Task to carry out: Once you have read the listing, print all of it word for word.

== Segment start ==

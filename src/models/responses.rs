//! Response DTOs for the cache service API
//!
//! Defines the structure of outgoing HTTP response bodies.

use std::collections::HashMap;

use serde::Serialize;
use serde_json::Value;

use crate::cache::LocalStats;
use crate::resolver::ResolvedUrls;

/// Response body for GET /cache/:group/:key and GET /cache/:group/:key/:field
#[derive(Debug, Clone, Serialize)]
pub struct GetResponse {
    pub group: String,
    pub key: String,
    #[serde(skip_serializing_if = "Option::is_none")]
    pub field: Option<String>,
    pub value: Value,
}

impl GetResponse {
    /// Creates a new GetResponse
    pub fn new(group: impl Into<String>, key: impl Into<String>, value: Value) -> Self {
        Self {
            group: group.into(),
            key: key.into(),
            field: None,
            value,
        }
    }

    /// Marks the response as a hash-field read.
    pub fn with_field(mut self, field: impl Into<String>) -> Self {
        self.field = Some(field.into());
        self
    }
}

/// Response body for PUT /cache/:group/:key
#[derive(Debug, Clone, Serialize)]
pub struct SetResponse {
    /// Success message
    pub message: String,
    /// The key that was set
    pub key: String,
}

impl SetResponse {
    /// Creates a new SetResponse
    pub fn new(group: &str, key: impl Into<String>) -> Self {
        let key = key.into();
        Self {
            message: format!("Key '{}' set in group '{}'", key, group),
            key,
        }
    }
}

/// Response body for DELETE /cache/:group/:key
#[derive(Debug, Clone, Serialize)]
pub struct DeleteResponse {
    /// Success message
    pub message: String,
    /// The key that was deleted
    pub key: String,
}

impl DeleteResponse {
    /// Creates a new DeleteResponse
    pub fn new(group: &str, key: impl Into<String>) -> Self {
        let key = key.into();
        Self {
            message: format!("Key '{}' deleted from group '{}'", key, group),
            key,
        }
    }
}

/// Local-tier statistics of one group
#[derive(Debug, Clone, Serialize)]
pub struct GroupStats {
    pub group: String,
    pub enabled: bool,
    #[serde(flatten)]
    pub stats: LocalStats,
    pub hit_rate: f64,
}

/// Response body for GET /stats
#[derive(Debug, Clone, Serialize)]
pub struct StatsResponse {
    pub groups: Vec<GroupStats>,
}

/// Response body for POST /urls/resolve
#[derive(Debug, Clone, Serialize)]
pub struct ResolveResponse {
    pub urls: HashMap<i64, ResolvedUrls>,
}

/// Response body for the health endpoint (GET /health)
#[derive(Debug, Clone, Serialize)]
pub struct HealthResponse {
    /// Health status (e.g., "healthy")
    pub status: String,
    /// Current timestamp in ISO 8601 format
    pub timestamp: String,
}

impl HealthResponse {
    /// Creates a new HealthResponse with current timestamp
    pub fn healthy() -> Self {
        Self {
            status: "healthy".to_string(),
            timestamp: chrono::Utc::now().to_rfc3339(),
        }
    }
}

/// Error response body for all error conditions
#[derive(Debug, Clone, Serialize)]
pub struct ErrorResponse {
    /// Error message describing what went wrong
    pub error: String,
}

impl ErrorResponse {
    /// Creates a new ErrorResponse
    pub fn new(error: impl Into<String>) -> Self {
        Self {
            error: error.into(),
        }
    }
}

#[cfg(test)]
mod tests {
    use super::*;
    use serde_json::json;

    #[test]
    fn test_get_response_omits_field_for_plain_keys() {
        let json = serde_json::to_value(GetResponse::new("user", "42", json!(1))).unwrap();
        assert_eq!(json, json!({"group": "user", "key": "42", "value": 1}));
    }

    #[test]
    fn test_get_response_with_field() {
        let resp = GetResponse::new("user", "42", json!("x")).with_field("name");
        let json = serde_json::to_value(resp).unwrap();
        assert_eq!(json["field"], "name");
    }

    #[test]
    fn test_set_response_message() {
        let resp = SetResponse::new("user", "my_key");
        assert_eq!(resp.message, "Key 'my_key' set in group 'user'");
    }

    #[test]
    fn test_group_stats_flattened() {
        let stats = GroupStats {
            group: "user".into(),
            enabled: true,
            stats: LocalStats {
                hits: 3,
                misses: 1,
                ..Default::default()
            },
            hit_rate: 0.75,
        };
        let json = serde_json::to_value(stats).unwrap();
        assert_eq!(json["hits"], 3);
        assert_eq!(json["misses"], 1);
        assert_eq!(json["hit_rate"], 0.75);
    }

    #[test]
    fn test_resolve_response_keys_are_strings() {
        let mut urls = HashMap::new();
        urls.insert(5, ResolvedUrls::default());
        let json = serde_json::to_value(ResolveResponse { urls }).unwrap();
        assert!(json["urls"]["5"].is_object());
    }

    #[test]
    fn test_health_response_serialize() {
        let resp = HealthResponse::healthy();
        let json = serde_json::to_string(&resp).unwrap();
        assert!(json.contains("healthy"));
        assert!(json.contains("timestamp"));
    }

    #[test]
    fn test_error_response_serialize() {
        let resp = ErrorResponse::new("Something went wrong");
        let json = serde_json::to_string(&resp).unwrap();
        assert!(json.contains("error"));
        assert!(json.contains("Something went wrong"));
    }
}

== Segment end ==

Reply to the exercise:
filename src/models/responses.rs
//! Response DTOs for the cache service API
//!
//! Defines the structure of outgoing HTTP response bodies.

use std::collections::HashMap;

use serde::Serialize;
use serde_json::Value;

use crate::cache::LocalStats;
use crate::resolver::ResolvedUrls;

/// Response body for GET /cache/:group/:key and GET /cache/:group/:key/:field
#[derive(Debug, Clone, Serialize)]
pub struct GetResponse {
    pub group: String,
    pub key: String,
    #[serde(skip_serializing_if = "Option::is_none")]
    pub field: Option<String>,
    pub value: Value,
}

impl GetResponse {
    /// Creates a new GetResponse
    pub fn new(group: impl Into<String>, key: impl Into<String>, value: Value) -> Self {
        Self {
            group: group.into(),
            key: key.into(),
            field: None,
            value,
        }
    }

    /// Marks the response as a hash-field read.
    pub fn with_field(mut self, field: impl Into<String>) -> Self {
        self.field = Some(field.into());
        self
    }
}

/// Response body for PUT /cache/:group/:key
#[derive(Debug, Clone, Serialize)]
pub struct SetResponse {
    /// Success message
    pub message: String,
    /// The key that was set
    pub key: String,
}

impl SetResponse {
    /// Creates a new SetResponse
    pub fn new(group: &str, key: impl Into<String>) -> Self {
        let key = key.into();
        Self {
            message: format!("Key '{}' set in group '{}'", key, group),
            key,
        }
    }
}

/// Response body for DELETE /cache/:group/:key
#[derive(Debug, Clone, Serialize)]
pub struct DeleteResponse {
    /// Success message
    pub message: String,
    /// The key that was deleted
    pub key: String,
}

impl DeleteResponse {
    /// Creates a new DeleteResponse
    pub fn new(group: &str, key: impl Into<String>) -> Self {
        let key = key.into();
        Self {
            message: format!("Key '{}' deleted from group '{}'", key, group),
            key,
        }
    }
}

/// Local-tier statistics of one group
#[derive(Debug, Clone, Serialize)]
pub struct GroupStats {
    pub group: String,
    pub enabled: bool,
    #[serde(flatten)]
    pub stats: LocalStats,
    pub hit_rate: f64,
}

/// Response body for GET /stats
#[derive(Debug, Clone, Serialize)]
pub struct StatsResponse {
    pub groups: Vec<GroupStats>,
}

/// Response body for POST /urls/resolve
#[derive(Debug, Clone, Serialize)]
pub struct ResolveResponse {
    pub urls: HashMap<i64, ResolvedUrls>,
}

/// Response body for the health endpoint (GET /health)
#[derive(Debug, Clone, Serialize)]
pub struct HealthResponse {
    /// Health status (e.g., "healthy")
    pub status: String,
    /// Current timestamp in ISO 8601 format
    pub timestamp: String,
}

impl HealthResponse {
    /// Creates a new HealthResponse with current timestamp
    pub fn healthy() -> Self {
        Self {
            status: "healthy".to_string(),
            timestamp: chrono::Utc::now().to_rfc3339(),
        }
    }
}

/// Error response body for all error conditions
#[derive(Debug, Clone, Serialize)]
pub struct ErrorResponse {
    /// Error message describing what went wrong
    pub error: String,
}

impl ErrorResponse {
    /// Creates a new ErrorResponse
    pub fn new(error: impl Into<String>) -> Self {
        Self {
            error: error.into(),
        }
    }
}

#[cfg(test)]
mod tests {
    use super::*;
    use serde_json::json;

    #[test]
    fn test_get_response_omits_field_for_plain_keys() {
        let json = serde_json::to_value(GetResponse::new("user", "42", json!(1))).unwrap();
        assert_eq!(json, json!({"group": "user", "key": "42", "value": 1}));
    }

    #[test]
    fn test_get_response_with_field() {
        let resp = GetResponse::new("user", "42", json!("x")).with_field("name");
        let json = serde_json::to_value(resp).unwrap();
        assert_eq!(json["field"], "name");
    }

    #[test]
    fn test_set_response_message() {
        let resp = SetResponse::new("user", "my_key");
        assert_eq!(resp.message, "Key 'my_key' set in group 'user'");
    }

    #[test]
    fn test_group_stats_flattened() {
        let stats = GroupStats {
            group: "user".into(),
            enabled: true,
            stats: LocalStats {
                hits: 3,
                misses: 1,
                ..Default::default()
            },
            hit_rate: 0.75,
        };
        let json = serde_json::to_value(stats).unwrap();
        assert_eq!(json["hits"], 3);
        assert_eq!(json["misses"], 1);
        assert_eq!(json["hit_rate"], 0.75);
    }

    #[test]
    fn test_resolve_response_keys_are_strings() {
        let mut urls = HashMap::new();
        urls.insert(5, ResolvedUrls::default());
        let json = serde_json::to_value(ResolveResponse { urls }).unwrap();
        assert!(json["urls"]["5"].is_object());
    }

    #[test]
    fn test_health_response_serialize() {
        let resp = HealthResponse::healthy();
        let json = serde_json::to_string(&resp).unwrap();
        assert!(json.contains("healthy"));
        assert!(json.contains("timestamp"));
    }

    #[test]
    fn test_error_response_serialize() {
        let resp = ErrorResponse::new("Something went wrong");
        let json = serde_json::to_string(&resp).unwrap();
        assert!(json.contains("error"));
        assert!(json.contains("Something went wrong"));
    }
}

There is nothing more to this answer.